//! Shared fixtures for the operator integration tests.

#![allow(dead_code)]

use std::future::Future;
use std::sync::Arc;
use std::time::Duration;

use gridop_api::{
    full_role_name, ClusterResource, ClusterSpec, ObjectKey, ObjectMeta, RoleResource,
    WorkloadResource,
};
use gridop_operator::controller::{
    ClusterReconciler, Context, ControllerSettings, Reconciler, RoleReconciler,
};
use gridop_operator::error::ControllerResult;
use gridop_operator::events::MemoryRecorder;
use gridop_operator::health::{ClusterHealth, StaticHealth};
use gridop_operator::runtime::LocalRuntime;
use gridop_operator::store::{MemoryStore, ResourceStore};
use gridop_reconcile::ReconcileOutcome;

pub const NS: &str = "test-ns";
pub const CLUSTER: &str = "test-cluster";

/// Reconcilers wired to an in-memory store, driven by hand.
pub struct Harness {
    pub store: Arc<MemoryStore>,
    pub recorder: Arc<MemoryRecorder>,
    pub health: Arc<StaticHealth>,
    pub clusters: ClusterReconciler,
    pub roles: RoleReconciler,
    pub runtime: LocalRuntime,
}

pub fn settings() -> ControllerSettings {
    ControllerSettings {
        status_ha_retry: Duration::from_secs(60),
        health_timeout: Duration::from_millis(200),
        default_image: "grid:default".to_string(),
    }
}

impl Harness {
    pub fn new() -> Self {
        let health = Arc::new(StaticHealth::new(true));
        Self::build(health.clone(), health)
    }

    /// A harness whose scaling engine consults `health`.
    pub fn with_health(health: Arc<dyn ClusterHealth>) -> Self {
        Self::build(Arc::new(StaticHealth::new(true)), health)
    }

    fn build(static_health: Arc<StaticHealth>, health: Arc<dyn ClusterHealth>) -> Self {
        let store = Arc::new(MemoryStore::new());
        let recorder = Arc::new(MemoryRecorder::new());
        let ctx = Context::new(store.clone(), recorder.clone(), health, settings());

        Self {
            clusters: ClusterReconciler::new(ctx.clone()),
            roles: RoleReconciler::new(ctx),
            runtime: LocalRuntime::new(store.clone()),
            store,
            recorder,
            health: static_health,
        }
    }

    pub async fn create_cluster(&self, spec: serde_json::Value) -> ClusterResource {
        let spec: ClusterSpec = serde_json::from_value(spec).unwrap();
        self.store
            .create_cluster(ClusterResource::new(ObjectMeta::new(NS, CLUSTER), spec))
            .await
            .unwrap()
    }

    pub async fn cluster(&self) -> ClusterResource {
        self.store
            .get_cluster(&ObjectKey::new(NS, CLUSTER))
            .await
            .unwrap()
            .unwrap()
    }

    /// Read-modify-write the cluster spec.
    pub async fn edit_cluster(&self, edit: impl FnOnce(&mut ClusterSpec)) -> ClusterResource {
        let mut cluster = self.cluster().await;
        edit(&mut cluster.spec);
        self.store.update_cluster(cluster).await.unwrap()
    }

    pub async fn reconcile_cluster(&self) -> ControllerResult<ReconcileOutcome> {
        self.clusters
            .reconcile(&ObjectKey::new(NS, CLUSTER))
            .await
    }

    pub async fn reconcile_role(&self, role: &str) -> ControllerResult<ReconcileOutcome> {
        self.roles
            .reconcile(&ObjectKey::new(NS, full_role_name(CLUSTER, role)))
            .await
    }

    pub async fn role(&self, role: &str) -> Option<RoleResource> {
        self.store
            .get_role(&ObjectKey::new(NS, full_role_name(CLUSTER, role)))
            .await
            .unwrap()
    }

    pub async fn workload(&self, role: &str) -> Option<WorkloadResource> {
        self.store
            .get_workload(&ObjectKey::new(NS, full_role_name(CLUSTER, role)))
            .await
            .unwrap()
    }

    /// Let the local runtime catch up with the role's workload.
    pub async fn observe(&self, role: &str) {
        self.runtime
            .observe(&ObjectKey::new(NS, full_role_name(CLUSTER, role)))
            .await
            .unwrap();
    }

    /// Reconcile a role (with the runtime observing in between) until a
    /// pass finishes without writing anything.
    pub async fn settle_role(&self, role: &str) {
        for _ in 0..30 {
            let before = self.store.write_count();
            let outcome = self.reconcile_role(role).await.unwrap();
            self.observe(role).await;
            if outcome == ReconcileOutcome::Done && self.store.write_count() == before {
                return;
            }
        }
        panic!("role {role} did not settle");
    }
}

/// Poll `check` until it returns true or `timeout` elapses.
pub async fn wait_for<F, Fut>(timeout: Duration, mut check: F) -> bool
where
    F: FnMut() -> Fut,
    Fut: Future<Output = bool>,
{
    let deadline = tokio::time::Instant::now() + timeout;
    while tokio::time::Instant::now() < deadline {
        if check().await {
            return true;
        }
        tokio::time::sleep(Duration::from_millis(20)).await;
    }
    false
}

● ● ●

Problem statement —
Each line of the material above that contains the string "ClusterReconciler" adds one to the count; report the final count only.

Exercise answer —
3